[Collected data entries]

========================================================================

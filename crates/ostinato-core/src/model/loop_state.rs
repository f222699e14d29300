//! Loop - one recordable/playable audio region
//!
//! Owned by exactly one track, created at track construction and reset (not
//! destroyed) by Reset/GlobalReset. Function handlers mutate it during
//! event execution; the playback cursors advance once per block segment.

use crate::pool::Handle;
use crate::types::{Frame, MuteMode, QuantizeMode};

use super::{MajorMode, MinorModes};

/// One loop's scheduling state
#[derive(Debug, Clone, Default)]
pub struct Loop {
    /// Position of this loop within its track (for traces and switches)
    pub index: usize,
    /// Current major mode
    pub mode: MajorMode,
    /// Orthogonal minor-mode flags
    pub minor: MinorModes,
    /// Record cursor; counts recorded frames while a recording mode is active
    pub record_frame: Frame,
    /// Play cursor within [0, frames)
    pub play_frame: Frame,
    /// Loop length in frames (0 = empty)
    pub frames: Frame,
    /// Number of cycles the loop contains
    pub cycles: u32,
    /// Frame where the current rounding mode (multiply/insert) began
    pub mode_start_frame: Frame,
    /// Frames elapsed since the current rounding mode began
    pub mode_elapsed: Frame,
    /// Play frame captured when the loop was muted (for MuteMode::Pause)
    pub mute_start_frame: Frame,
    /// Layer currently being recorded
    pub record_layer: Option<Handle>,
    /// Layer currently playing
    pub play_layer: Option<Handle>,
}

impl Loop {
    /// Create an empty loop
    pub fn new(index: usize) -> Self {
        Self {
            index,
            ..Self::default()
        }
    }

    /// Whether nothing has been recorded
    pub fn is_empty(&self) -> bool {
        self.frames == 0
    }

    /// Length of one cycle in frames
    pub fn cycle_frames(&self) -> Frame {
        if self.cycles == 0 {
            self.frames
        } else {
            self.frames / self.cycles as Frame
        }
    }

    /// Length of one subcycle in frames
    pub fn subcycle_frames(&self, subcycles: u32) -> Frame {
        let cycle = self.cycle_frames();
        if subcycles == 0 {
            cycle
        } else {
            cycle / subcycles as Frame
        }
    }

    /// The quantization granule for a mode, in frames (0 = unquantized)
    pub fn granule_frames(&self, quantize: QuantizeMode, subcycles: u32) -> Frame {
        match quantize {
            QuantizeMode::Off => 0,
            QuantizeMode::Subcycle => self.subcycle_frames(subcycles),
            QuantizeMode::Cycle => self.cycle_frames(),
            QuantizeMode::Loop => self.frames,
        }
    }

    /// Return the loop to its just-created state
    ///
    /// Layer handles are handed back so the caller can release them to the
    /// arena; the loop never owns the arena itself.
    pub fn reset(&mut self) -> (Option<Handle>, Option<Handle>) {
        let layers = (self.record_layer.take(), self.play_layer.take());
        self.mode = MajorMode::Reset;
        self.minor.clear();
        self.record_frame = 0;
        self.play_frame = 0;
        self.frames = 0;
        self.cycles = 0;
        self.mode_start_frame = 0;
        self.mode_elapsed = 0;
        self.mute_start_frame = 0;
        layers
    }

    /// Begin the initial recording
    pub fn begin_recording(&mut self, layer: Handle) {
        self.mode = MajorMode::Record;
        self.record_frame = 0;
        self.play_frame = 0;
        self.frames = 0;
        self.cycles = 0;
        self.mode_start_frame = 0;
        self.record_layer = Some(layer);
    }

    /// Close the initial recording at the given length and enter Play
    pub fn finish_recording(&mut self, length: Frame) {
        self.frames = length;
        self.cycles = 1;
        self.play_frame = 0;
        self.record_frame = 0;
        self.mode = MajorMode::Play;
        self.play_layer = self.record_layer.take();
    }

    /// Advance the cursors by one block segment
    ///
    /// While a recording-without-length mode is active the record cursor
    /// counts up unbounded; once the loop has a length both cursors wrap.
    pub fn advance(&mut self, block_frames: Frame) {
        if self.minor.pause || self.mode == MajorMode::Pause {
            return;
        }
        if self.mode.profile().recording && self.frames == 0 {
            self.record_frame += block_frames;
            return;
        }
        if self.mode.profile().rounds {
            self.mode_elapsed += block_frames;
        }
        if self.frames > 0 {
            self.play_frame = (self.play_frame + block_frames) % self.frames;
            if self.mode.profile().recording {
                self.record_frame = (self.record_frame + block_frames) % self.frames;
            }
        }
    }

    /// Rebase the cursors after the loop length changed
    ///
    /// Cursors are reduced modulo the new length so they stay inside the
    /// loop; the event queue is rebased separately by its own `shift`.
    pub fn set_frames(&mut self, frames: Frame) {
        self.frames = frames;
        if frames > 0 {
            self.play_frame %= frames;
            self.record_frame %= frames;
        } else {
            self.play_frame = 0;
            self.record_frame = 0;
        }
    }

    /// Apply the configured unmute policy to the play cursor
    pub fn apply_unmute(&mut self, policy: MuteMode, mute_start_frame: Frame) {
        match policy {
            MuteMode::Continue => {
                // Cursor kept running while muted; nothing to do
            }
            MuteMode::Start => {
                self.play_frame = 0;
            }
            MuteMode::Pause => {
                self.play_frame = if self.frames > 0 {
                    mute_start_frame % self.frames
                } else {
                    0
                };
            }
        }
        self.minor.mute = false;
        self.minor.mute_mode = false;
    }
}

#[cfg(test)]
mod tests {
    use super::*;

    fn loop_with_frames(frames: Frame, cycles: u32) -> Loop {
        let mut lp = Loop::new(0);
        lp.frames = frames;
        lp.cycles = cycles;
        lp.mode = MajorMode::Play;
        lp
    }

    #[test]
    fn test_cycle_math() {
        let lp = loop_with_frames(4000, 4);
        assert_eq!(lp.cycle_frames(), 1000);
        assert_eq!(lp.subcycle_frames(4), 250);
    }

    #[test]
    fn test_granule_frames() {
        let lp = loop_with_frames(4000, 4);
        assert_eq!(lp.granule_frames(QuantizeMode::Off, 4), 0);
        assert_eq!(lp.granule_frames(QuantizeMode::Subcycle, 4), 250);
        assert_eq!(lp.granule_frames(QuantizeMode::Cycle, 4), 1000);
        assert_eq!(lp.granule_frames(QuantizeMode::Loop, 4), 4000);
    }

    #[test]
    fn test_advance_wraps_play_cursor() {
        let mut lp = loop_with_frames(1000, 1);
        lp.play_frame = 900;
        lp.advance(250);
        assert_eq!(lp.play_frame, 150);
    }

    #[test]
    fn test_advance_counts_while_recording() {
        let mut lp = Loop::new(0);
        lp.mode = MajorMode::Record;
        lp.advance(256);
        lp.advance(256);
        assert_eq!(lp.record_frame, 512);
        assert_eq!(lp.frames, 0);
    }

    #[test]
    fn test_advance_frozen_while_paused() {
        let mut lp = loop_with_frames(1000, 1);
        lp.play_frame = 400;
        lp.minor.pause = true;
        lp.advance(256);
        assert_eq!(lp.play_frame, 400);
    }

    #[test]
    fn test_finish_recording_enters_play() {
        let mut lp = Loop::new(0);
        lp.mode = MajorMode::Record;
        lp.record_frame = 48000;
        lp.finish_recording(48000);
        assert_eq!(lp.mode, MajorMode::Play);
        assert_eq!(lp.frames, 48000);
        assert_eq!(lp.cycles, 1);
        assert_eq!(lp.play_frame, 0);
    }

    #[test]
    fn test_unmute_policies() {
        let mut lp = loop_with_frames(1000, 1);

        lp.play_frame = 700;
        lp.minor.mute = true;
        lp.minor.mute_mode = true;
        lp.apply_unmute(MuteMode::Continue, 300);
        assert_eq!(lp.play_frame, 700);
        assert!(!lp.minor.mute && !lp.minor.mute_mode);

        lp.play_frame = 700;
        lp.apply_unmute(MuteMode::Start, 300);
        assert_eq!(lp.play_frame, 0);

        lp.play_frame = 700;
        lp.apply_unmute(MuteMode::Pause, 300);
        assert_eq!(lp.play_frame, 300);
    }

    #[test]
    fn test_set_frames_rebases_cursors() {
        let mut lp = loop_with_frames(4000, 4);
        lp.play_frame = 3500;
        lp.set_frames(1000);
        assert_eq!(lp.play_frame, 500);
    }
}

========================================================================

Lines above with "within" in them are the ones to copy.

    /// Position of this loop within its track (for traces and switches)
    /// Play cursor within [0, frames)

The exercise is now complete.